エプロンにずらりと停まっている色とりどりの航空機を見ていると、それだけでワクワクしてきます。大きな航空機の周りを走っているトーイングトラクターやコンテナドーリー等の特殊車両も見ものです。

空港ターミナル地域

空港の中は「離着陸地域」と「空港ターミナル地域」に分けられます。「空港ターミナル地域」とは、旅客ターミナルビルや貨物ビル、道路・駐車場、格納庫、燃料給油施設、庁舎・管制塔等のサービス施設や航空機支援施設が立地する地域のことです。空港ターミナル地域の中でも、旅客が直接利用する施設の配置計画は、空港の利便性やサービスレベルを決定づけるものであり、工夫が凝らされてきました。いくつかの代表的なパターンを紹介します。

フロンタル方式:最もシンプルな配置で、航空機のスポットの前面にターミナルビルを置く方式。日本の地方空港のほとんどがこのコンセプトで計画されている
フィンガー方式:エプロンの奥行きを深くし、メインのターミナルビルから複数のコンコースを突き出し、その片側または両側にスポットを並列する
サテライト方式:エプロンの中央部にコンパクトな乗降用のビルを設け、周りに効率よくスポットを配置する。メインターミナルビルとの間は地上または地下のコンコースでつなぐ。日本では成田の第2ターミナルビルがこれにあたる
リニア方式:フロンタル方式の拡張版。左右に長く伸ばしたコンコースに沿って多数のスポットを横一列に配置する。シンプルで拡張性に優れ、近年この方式が多く採用される。関西国際空港はこの方式
ハイブリッド方式:複数のターミナルコンセプトを組み合わせたもの。大空港に多い

空港内の移動は旅客にとっては疲れるものです。空港の大型化に伴って、歩く歩道や自動運転の軌道システム等が整い、その負担も軽減されつつあります。しかし空港ターミナルの複雑さは、その空港の辿った歴史の現れでもあるわけで、過程に目を向けてみるのも楽しいかもしれません。

空港の建設技術

近年の日本の空港整備では、新空港の適地を海岸・海上部や丘陵・山岳地に求めざるを得ませんでした。このため、いかに自然地形を克服して広大で平坦な空港用地を造成するかというのが技術的課題でした。以下に日本の空港建設に使われている土木技術をご紹介します。
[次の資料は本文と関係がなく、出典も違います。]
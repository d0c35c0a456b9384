//! Integration tests for the pump loop driven from a dedicated owner thread.
//!
//! The owner thread here is spawned and found through the registry, the
//! way an application would wire it up.

use std::sync::{Arc, Mutex};
use std::thread::{self, JoinHandle};
use std::time::Duration;

use tokio::time::timeout;

use affinity_dispatch::{CancelToken, DispatchConfig, DispatchError, Dispatcher, DispatcherRegistry};

const TIMEOUT: Duration = Duration::from_secs(5);

fn fast_registry() -> Arc<DispatcherRegistry> {
    Arc::new(DispatcherRegistry::with_config(DispatchConfig {
        wait_timeout_ms: 10,
        ..DispatchConfig::default()
    }))
}

/// Spawn an owner thread that pumps its registry dispatcher until `token` fires.
fn spawn_owner(
    registry: &Arc<DispatcherRegistry>,
    token: &CancelToken,
) -> (Arc<Dispatcher>, JoinHandle<Result<(), DispatchError>>) {
    let registry_for_owner = registry.clone();
    let token = token.clone();
    let handle = thread::Builder::new()
        .name("owner".into())
        .spawn(move || registry_for_owner.current().run(token))
        .unwrap();
    let dispatcher = registry.dispatcher_for_thread(handle.thread());
    (dispatcher, handle)
}

#[test]
fn work_runs_on_the_owner_thread() {
    let registry = fast_registry();
    let token = CancelToken::new();
    let (dispatcher, owner) = spawn_owner(&registry, &token);

    let name = dispatcher
        .invoke_async(|| thread::current().name().map(str::to_owned))
        .wait();
    assert_eq!(name, Ok(Some("owner".to_string())));
    assert!(!dispatcher.check_access());

    token.cancel();
    owner.join().unwrap().unwrap();
    assert!(!dispatcher.is_running());
}

#[test]
fn per_producer_order_is_preserved() {
    let registry = fast_registry();
    let token = CancelToken::new();
    let (dispatcher, owner) = spawn_owner(&registry, &token);
    let log = Arc::new(Mutex::new(Vec::new()));

    let producers: Vec<_> = (0..4)
        .map(|p| {
            let d = dispatcher.clone();
            let log = log.clone();
            thread::spawn(move || {
                let futures: Vec<_> = (0..25)
                    .map(|i| {
                        let log = log.clone();
                        d.invoke_async(move || log.lock().unwrap().push((p, i)))
                    })
                    .collect();
                for f in futures {
                    f.wait().unwrap();
                }
            })
        })
        .collect();
    for p in producers {
        p.join().unwrap();
    }

    token.cancel();
    owner.join().unwrap().unwrap();

    let log = log.lock().unwrap();
    assert_eq!(log.len(), 100);
    for p in 0..4 {
        let seen: Vec<_> = log.iter().filter(|(q, _)| *q == p).map(|(_, i)| *i).collect();
        assert_eq!(seen, (0..25).collect::<Vec<_>>(), "producer {p} out of order");
    }
    assert_eq!(dispatcher.metrics().items_executed, 100);
}

#[test]
fn pump_survives_failures_and_keeps_serving() {
    let registry = fast_registry();
    let token = CancelToken::new();
    let (dispatcher, owner) = spawn_owner(&registry, &token);

    let failed = dispatcher.invoke_async(|| -> u8 { panic!("bad item") });
    assert!(matches!(failed.wait(), Err(DispatchError::ItemFailure(_))));

    let ok = dispatcher.invoke_async(|| 1 + 1);
    assert_eq!(ok.wait(), Ok(2));
    assert!(dispatcher.is_running());

    token.cancel();
    owner.join().unwrap().unwrap();
}

#[test]
fn dispose_returns_once_cancelled_run_exits() {
    let registry = fast_registry();
    let token = CancelToken::new();
    let (dispatcher, owner) = spawn_owner(&registry, &token);

    // Make sure the run is live before cancelling.
    dispatcher.invoke_async(|| ()).wait().unwrap();
    token.cancel();
    dispatcher.dispose();

    assert!(!dispatcher.is_running());
    assert!(dispatcher.is_disposed());
    owner.join().unwrap().unwrap();
}

#[tokio::test]
async fn futures_can_be_awaited_from_async_code() {
    let registry = fast_registry();
    let token = CancelToken::new();
    let (dispatcher, owner) = spawn_owner(&registry, &token);

    let value = timeout(TIMEOUT, dispatcher.invoke_async(|| "from owner"))
        .await
        .expect("owner should settle within timeout");
    assert_eq!(value, Ok("from owner"));

    let failure = timeout(TIMEOUT, dispatcher.invoke_fallible(|| Err::<(), _>("nope")))
        .await
        .expect("owner should settle within timeout");
    assert_eq!(failure, Err(DispatchError::ItemFailure("nope".into())));

    token.cancel();
    tokio::task::spawn_blocking(move || owner.join().unwrap())
        .await
        .unwrap()
        .unwrap();
}
//! Run work on a designated owner thread from anywhere.
//!
//! A [`Dispatcher`] belongs to one thread. Other threads hand it callables
//! through [`Dispatcher::invoke_async`] and get a [`DispatchFuture`] back;
//! the owner thread sits in [`Dispatcher::run`] and executes the queue in
//! order until its [`CancelToken`] is cancelled. A [`DispatcherRegistry`]
//! finds (or lazily creates) the dispatcher for a given thread.
//!
//! ```no_run
//! use std::sync::Arc;
//! use std::thread;
//!
//! use affinity_dispatch::{CancelToken, DispatcherRegistry};
//!
//! let registry = Arc::new(DispatcherRegistry::new());
//! let token = CancelToken::new();
//!
//! let owner = {
//!     let registry = registry.clone();
//!     let token = token.clone();
//!     thread::spawn(move || registry.current().run(token))
//! };
//!
//! let dispatcher = registry.dispatcher_for(owner.thread().id());
//! let answer = dispatcher.invoke_async(|| 6 * 7).wait();
//! assert_eq!(answer, Ok(42));
//!
//! token.cancel();
//! owner.join().unwrap().unwrap();
//! ```

pub mod cancel;
pub mod dispatcher;
pub mod future;
pub mod metrics;
pub mod registry;
pub mod signal;
pub mod work_item;

pub use affinity_core::{DispatchConfig, DispatchError};
pub use cancel::CancelToken;
pub use dispatcher::{Dispatcher, DispatcherId};
pub use future::DispatchFuture;
pub use metrics::DispatcherMetrics;
pub use registry::DispatcherRegistry;
pub use signal::WakeSignal;
pub use work_item::{ItemOutcome, WorkItem};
大水深の埋立技術:空港島の造成工事は、海底地盤の改良工事→護岸工事→埋立工事の順で行われる。地盤改良工事で沖積層の水分を強制的に抜いて地盤を安定させ、改良地盤上に場所の用途に適切な材料と傾斜で護岸を築く。次に護岸内に土砂を投入して埋立工事を行い、陸地化する

軟弱地盤の改良技術:粘土層等の軟弱地盤上に構造物を建設するためには、大規模な地盤改良工事が必要。羽田空港では、垂直に打ち込んだドレーンで水の抜け道を作り、圧力をかけて粘土層内の水を排出させるバーチカルドレーン工法が用いられた

山岳地の用地造成工事:内陸部の山岳丘陵地に空港を建設する場合、起伏の大きい現地形に対して大規模な切土・盛土工事を行い、広大な空港用地を造成する。切土工事においては硬岩の発破、盛土工事においては盛土の高さが課題となり、慎重な施工が必要

ハイブリッド構造による滑走路建設:羽田空港では、滑走路の一部が河口にかかるため、この部分を水の流れを妨げない橋梁構造とし、残る部分を埋立地としたハイブリッド構造がとられた。異なる構造が滑走路の途中で接し、その上に航空機が離着陸するため、埋め立て部分では沈下、橋梁部分では伸縮が課題となった。この問題の解決のため、電車の連結部分のように鋼板を両方から突き出して重ねる方式がとられた

狭い国土の中で広い場所を確保するため、日本の空港は様々な工夫を用いて作られてきました。羽田空港のD滑走路の「ガタン」という衝撃、高速道路でも時々似たような感覚がありますよね。

魅力ある空港づくりを目指して

航空旅客や見学者といった空港利用者の満足度を高めるポイントとなるのは、「便利さ」「わかりやすさ」「快適さ」「楽しさ」が主な要因となります。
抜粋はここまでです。